A mudança para São Paulo trouxe ao ator uma vivência plural. Dividia apartamento com Vincenzo, ator nascido na Itália e criado no eixo Nápoles-Rio-Goiânia, e com o também ator Lawrran Couto. “Foi uma loucura! Todo mundo trabalhava junto. Chegávamos em casa falando do trabalho e no trabalho falávamos sobre a rotina de casa. Houve uma ocasião em que Vincenzo e eu estávamos enquadrados, em cena e, sem querer, acabamos falando sobre uma conta doméstica. A gente tem muita intimidade e ele talvez seja a pessoa que mais me conhece ali dentro, as nossas famílias se conhecem”, exalta ele o amigo.
O fato de estar atuando em uma novela infanto-juvenil dialoga muito com o histórico de vida do próprio Vitor, que era uma criança muito ligada em televisão e apaixonado por teatro: “Eu ia ao teatro e ficava esperando o elenco para conversar no fim do espetáculo. De tanto ir ao Shopping da Gávea ver a Ingrid Guimarães e a Heloísa Perissé em “Cócegas”, elas passaram a me conhecer e hoje somos colegas”, aponta. E prossegue dizendo que o SBT tem grande força junto ao imaginário infantil e que as crianças, tal como ele fazia antigamente, o abordam calorosamente. “Houve uma vez em que eu fui a Salvador e uma criança ficou muito emocionada em me haver visto e isso mexeu muito comigo, por que elas têm uma abordagem muito verdadeira”.

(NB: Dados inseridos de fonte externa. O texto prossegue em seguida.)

use serde::{Deserialize, Serialize};
use std::collections::HashMap;
use std::path::PathBuf;

use crate::error::{GatewayError, GatewayResult};
use crate::inventory::store::ApplicationEntry;

const NAME_FIELD: &str = "DisplayName";
const PATH_FIELD: &str = "Executable";

/// External program that lists installed applications on stdout.
///
/// The output is a sequence of records separated by blank lines, one
/// `Property : Value` pair per line:
///
/// ```text
/// DisplayName : Visual Studio Code
/// Executable  : "C:\Program Files\Microsoft VS Code\Code.exe"
///
/// DisplayName : Spotify
/// Executable  : C:\Users\me\AppData\Roaming\Spotify\Spotify.exe
/// ```
#[derive(Debug, Clone, Serialize, Deserialize)]
pub struct DiscoveryCommand {
    pub program: String,
    #[serde(default)]
    pub args: Vec<String>,
    /// Script passed as the final argument.
    #[serde(default, skip_serializing_if = "Option::is_none")]
    pub script: Option<PathBuf>,
}

impl Default for DiscoveryCommand {
    fn default() -> Self {
        Self {
            program: "powershell.exe".to_string(),
            args: vec![
                "-NoProfile".to_string(),
                "-ExecutionPolicy".to_string(),
                "Bypass".to_string(),
                "-File".to_string(),
            ],
            script: Some(PathBuf::from("scripts/DetectApplications.ps1")),
        }
    }
}

impl DiscoveryCommand {
    pub async fn run(&self) -> GatewayResult<Vec<ApplicationEntry>> {
        let mut command = tokio::process::Command::new(&self.program);
        command.args(&self.args);
        if let Some(script) = &self.script {
            command.arg(script);
        }
        let output = command.output().await.map_err(|error| {
            GatewayError::Discovery(format!("failed to run {}: {error}", self.program))
        })?;
        if !output.status.success() {
            return Err(GatewayError::Discovery(format!(
                "{} failed with status {}: {}",
                self.program,
                output.status,
                String::from_utf8_lossy(&output.stderr).trim()
            )));
        }

        let stdout = String::from_utf8_lossy(&output.stdout);
        let entries = parse_discovery_output(&stdout);
        if entries.is_empty() {
            tracing::warn!("application discovery returned no applications");
        } else {
            tracing::info!("detected {} applications", entries.len());
        }
        Ok(entries)
    }
}

/// Parse discovery output into entries. Records missing either field are dropped and
/// quotes around the executable path are removed.
pub fn parse_discovery_output(output: &str) -> Vec<ApplicationEntry> {
    let mut entries = Vec::new();
    let mut record: HashMap<String, String> = HashMap::new();

    for line in output.trim().lines() {
        let line = line.trim();
        if line.is_empty() {
            finish_record(&mut record, &mut entries);
            continue;
        }
        if let Some((property, value)) = line.split_once(" : ") {
            record.insert(property.trim().to_string(), value.trim().to_string());
        }
    }
    finish_record(&mut record, &mut entries);

    entries
}

fn finish_record(record: &mut HashMap<String, String>, entries: &mut Vec<ApplicationEntry>) {
    if let (Some(name), Some(path)) = (record.get(NAME_FIELD), record.get(PATH_FIELD)) {
        let path = path.trim_matches('"');
        entries.push(ApplicationEntry::new(name.clone(), path));
    }
    record.clear();
}
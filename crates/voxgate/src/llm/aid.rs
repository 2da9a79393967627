use async_trait::async_trait;
use std::sync::Arc;

use crate::config::LlmConfig;
use crate::error::{GatewayError, GatewayResult};

/// Bounds on a single completion. Kept small so replies stay short and repeatable.
#[derive(Debug, Clone, Copy, PartialEq)]
pub struct GenerationParams {
    pub max_output_tokens: u32,
    pub temperature: f32,
}

impl Default for GenerationParams {
    fn default() -> Self {
        Self {
            max_output_tokens: 50,
            temperature: 0.1,
        }
    }
}

impl From<&LlmConfig> for GenerationParams {
    fn from(config: &LlmConfig) -> Self {
        Self {
            max_output_tokens: config.max_output_tokens,
            temperature: config.temperature,
        }
    }
}

#[async_trait]
pub trait GenerativeAid: Send + Sync {
    fn id(&self) -> &str;

    fn is_available(&self) -> bool {
        true
    }

    /// Free text completion of `prompt`. An empty reply is returned as-is; callers decide
    /// whether it means anything.
    async fn generate(&self, prompt: &str, params: &GenerationParams) -> GatewayResult<String>;
}

pub type SharedGenerativeAid = Arc<dyn GenerativeAid>;

/// Stand-in used when no model is configured.
#[derive(Debug, Default, Clone, Copy)]
pub struct UnavailableAid;

#[async_trait]
impl GenerativeAid for UnavailableAid {
    fn id(&self) -> &str {
        "unavailable"
    }

    fn is_available(&self) -> bool {
        false
    }

    async fn generate(&self, _prompt: &str, _params: &GenerationParams) -> GatewayResult<String> {
        Err(GatewayError::GenerativeAid(
            "no generative aid is configured".to_string(),
        ))
    }
}
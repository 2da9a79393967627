use std::path::Path;
use std::sync::Arc;

use crate::error::{GatewayError, GatewayResult};

/// Host automation primitives. Calls block, so async callers run them on the blocking pool.
pub trait Platform: Send + Sync {
    fn id(&self) -> &str {
        "unsupported"
    }

    fn lock_screen(&self) -> GatewayResult<()> {
        Err(GatewayError::NotImplemented)
    }

    /// The host exposes a single play/pause toggle, not separate play and pause actions.
    fn toggle_media(&self) -> GatewayResult<()> {
        Err(GatewayError::NotImplemented)
    }

    /// Start the executable at `path` without waiting for it.
    fn launch(&self, _path: &Path) -> GatewayResult<()> {
        Err(GatewayError::NotImplemented)
    }
}

pub type SharedPlatform = Arc<dyn Platform>;

#[cfg(target_os = "windows")]
pub mod windows;
#[cfg(any(not(target_os = "windows"), test))]
pub mod portable;
/// Unified error type for the voxgate crate.
///
/// Nothing here reaches a websocket client directly: the resolver turns failures into
/// [`crate::Command`] values and the dispatcher into status strings. The variants only
/// travel between internal layers and out of the HTTP management surface.
#[derive(Debug, Clone, thiserror::Error)]
pub enum GatewayError {
    /// Functionality not available on this host.
    #[error("not implemented")]
    NotImplemented,
    /// Invalid input provided by the caller.
    #[error("invalid input: {0}")]
    InvalidInput(String),
    /// The addressed item does not exist.
    #[error("not found: {0}")]
    NotFound(String),
    #[error("io error: {0}")]
    Io(String),
    #[error("config error: {0}")]
    Config(String),
    #[error("inventory error: {0}")]
    Inventory(String),
    /// The application discovery script failed or produced nothing usable.
    #[error("discovery error: {0}")]
    Discovery(String),
    #[error("{0}")]
    Transcription(String),
    /// The generative aid failed, timed out or returned nothing.
    #[error("generative aid error: {0}")]
    GenerativeAid(String),
    /// A host automation primitive failed.
    #[error("platform error: {0}")]
    Platform(String),
    #[error("internal error: {0}")]
    Internal(String),
}

impl From<std::io::Error> for GatewayError {
    fn from(error: std::io::Error) -> Self {
        GatewayError::Io(error.to_string())
    }
}

/// Result type alias using [`GatewayError`].
pub type GatewayResult<T> = Result<T, GatewayError>;
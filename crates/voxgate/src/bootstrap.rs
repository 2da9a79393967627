use std::path::Path;
use std::sync::Arc;

use crate::config::GatewayConfig;
use crate::dispatcher::Dispatcher;
use crate::error::{GatewayError, GatewayResult};
use crate::inventory::{load_or_discover, ApplicationInventory};
use crate::llm::build_aid;
use crate::pipeline::Pipeline;
use crate::platform::default_platform;
use crate::prompt::PromptTemplate;
use crate::resolver::Resolver;
use crate::server::ServerState;
use crate::speech::build_speech;
use crate::vocabulary;

const BUNDLED_DISCOVERY_SCRIPT: &str = include_str!("../scripts/DetectApplications.ps1");

/// Assemble the server state from `config`.
///
/// A failed application discovery is not fatal: the gateway starts with an empty inventory
/// that can be filled through the management API.
pub async fn build_state(config: &GatewayConfig) -> GatewayResult<ServerState> {
    if let Some(script) = config.inventory.discovery.script.as_deref() {
        install_discovery_script(script)?;
    }

    let entries = match load_or_discover(&config.inventory.path, &config.inventory.discovery).await
    {
        Ok(entries) => entries,
        Err(error) => {
            tracing::warn!("starting with an empty application inventory: {error}");
            Vec::new()
        }
    };
    let inventory = ApplicationInventory::persistent(entries, config.inventory.path.clone());

    let aid = build_aid(&config.llm)?;
    let prompt = PromptTemplate::from_config(&config.llm)?;
    let resolver = Resolver::from_config(config, inventory, aid, prompt);
    let dispatcher = Dispatcher::new(default_platform());
    let speech = build_speech(&config.speech);

    let pipeline = Pipeline::new(Arc::new(resolver), dispatcher, speech);

    tracing::info!("available commands: {}", vocabulary::pattern_list());
    tracing::info!(
        "resolver aid={} platform={} speech={} ({} Hz)",
        pipeline.resolver().aid_id(),
        pipeline.dispatcher().platform_id(),
        pipeline.speech().id(),
        pipeline.speech().sample_rate()
    );
    Ok(ServerState::new(pipeline, config.inventory.discovery.clone()))
}

/// Write the bundled discovery script to `path` unless a file is already there.
fn install_discovery_script(path: &Path) -> GatewayResult<()> {
    if path.exists() {
        return Ok(());
    }
    if let Some(parent) = path.parent().filter(|parent| !parent.as_os_str().is_empty()) {
        std::fs::create_dir_all(parent)?;
    }
    std::fs::write(path, BUNDLED_DISCOVERY_SCRIPT).map_err(|error| {
        GatewayError::Discovery(format!(
            "failed to write discovery script {}: {error}",
            path.display()
        ))
    })?;
    tracing::info!("installed discovery script at {}", path.display());
    Ok(())
}
use windows_sys::Win32::Foundation::GetLastError;
use windows_sys::Win32::System::Shutdown::LockWorkStation;

/// Lock the interactive session. Returns once the request is queued, not once the
/// lock screen is visible.
pub fn lock_workstation() -> Result<(), String> {
    let ok = unsafe { LockWorkStation() };
    if ok != 0 {
        Ok(())
    } else {
        let code = unsafe { GetLastError() };
        Err(format!("LockWorkStation failed with error {code}"))
    }
}
//! Optional generative aid used to bias command resolution.
//!
//! The resolver only sees [`GenerativeAid`]. Without a configured model it gets the
//! [`UnavailableAid`] and resolves every transcript through the keyword rules.

pub mod aid;
pub mod openai;

use std::sync::Arc;

pub use aid::{GenerationParams, GenerativeAid, SharedGenerativeAid, UnavailableAid};
pub use openai::OpenAiCompatibleAid;

use crate::config::LlmConfig;
use crate::error::GatewayResult;

/// The real adapter when the model is enabled and reachable by key or base URL, the null
/// adapter otherwise.
pub fn build_aid(config: &LlmConfig) -> GatewayResult<SharedGenerativeAid> {
    if !config.enabled {
        tracing::info!("generative aid disabled");
        return Ok(Arc::new(UnavailableAid));
    }
    if config.api_key.is_none() && config.base_url.is_none() {
        tracing::warn!("generative aid enabled but no api key or base url is configured");
        return Ok(Arc::new(UnavailableAid));
    }
    let aid = OpenAiCompatibleAid::from_config(config)?;
    tracing::info!("generative aid {} using model {}", aid.id(), config.model);
    Ok(Arc::new(aid))
}
//! Equal-weighted composite scoring.

use ronda_traits::Result;

use crate::combiner::{Combiner, CompositePolicy, FactorZScores, rows};

/// Equal-weighted combiner: the composite is the arithmetic mean of the
/// instrument's factor z-scores.
///
/// With [`CompositePolicy::MeanOfAvailable`] the mean runs over the defined
/// z-scores only, so an instrument with a single defined factor still ranks.
/// With [`CompositePolicy::RequireAll`] any undefined factor excludes the
/// instrument.
///
/// # Examples
///
/// ```
/// use ronda_combine::{Combiner, CompositePolicy, EqualWeightCombiner, FactorZScores};
///
/// let combiner = EqualWeightCombiner::new(CompositePolicy::MeanOfAvailable);
/// let factors = vec![
///     FactorZScores { name: "momentum".to_string(), scores: vec![Some(1.0), Some(-1.0)] },
///     FactorZScores { name: "value".to_string(), scores: vec![Some(0.0), None] },
/// ];
///
/// let composite = combiner.combine(&factors).unwrap();
/// assert_eq!(composite, vec![Some(0.5), Some(-1.0)]);
/// ```
#[derive(Debug, Clone, Default)]
pub struct EqualWeightCombiner {
    policy: CompositePolicy,
}

impl EqualWeightCombiner {
    /// Create a new equal-weight combiner with the given policy.
    #[must_use]
    pub const fn new(policy: CompositePolicy) -> Self {
        Self { policy }
    }

    /// Policy for partially defined instruments.
    #[must_use]
    pub const fn policy(&self) -> CompositePolicy {
        self.policy
    }
}

impl Combiner for EqualWeightCombiner {
    fn combine(&self, factors: &[FactorZScores]) -> Result<Vec<Option<f64>>> {
        Ok(rows(factors)?
            .iter()
            .map(|row| {
                let defined = self.policy.select(row)?;
                Some(defined.iter().map(|(_, z)| z).sum::<f64>() / defined.len() as f64)
            })
            .collect())
    }

    fn name(&self) -> &str {
        "equal_weight"
    }
}
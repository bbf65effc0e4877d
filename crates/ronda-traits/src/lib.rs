#![doc = include_str!("../README.md")]
#![doc(issue_tracker_base_url = "https://github.com/factordynamics/ronda/issues/")]
#![cfg_attr(docsrs, feature(doc_cfg, doc_auto_cfg))]
#![warn(missing_docs)]
#![forbid(unsafe_code)]

//! Core types for the ronda factor backtester.
//!
//! This crate provides the foundational vocabulary shared by every stage of the
//! pipeline: instrument and date types, the observation field set, the error
//! taxonomy, cross-sectional statistics and month-end calendar arithmetic.

/// The version of the ronda-traits crate.
pub const VERSION: &str = env!("CARGO_PKG_VERSION");

/// Days between 0001-01-01 (CE) and 1970-01-01, for polars `Date` columns.
pub const CE_TO_UNIX_EPOCH_DAYS: i32 = 719_163;

// Module declarations
pub mod calendar;
pub mod error;
pub mod stats;
pub mod types;

// Re-exports
pub use error::{Result, RondaError};
pub use types::{Date, Field, MarketData, Symbol};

O ator apresenta-nos também um grande cuidado que o SBT tem junto aos seus atores: “Como temos uma preparação muito intensa e trata-se de uma novela muito grande, a emissora é muita cuidadosa com a escola, com os estudos e horários do elenco infantil. A gente grava preferencialmente à tarde e à noite, porque de manhã as crianças precisam estar na escola. Há uma psicóloga que acompanha a gente e os menores de idade sempre estão acompanhados dos pais, que passam o dia na TV conosco. A gente conhece as famílias e acaba ficando um clima muito agradável”.
Diante de tanta história preta que foi construída nas artes para para tantas outras que ainda virão, Vitor Britto é algo como diz a música de MV Bill: “Não é o movimento negro, mas um negro em movimento”.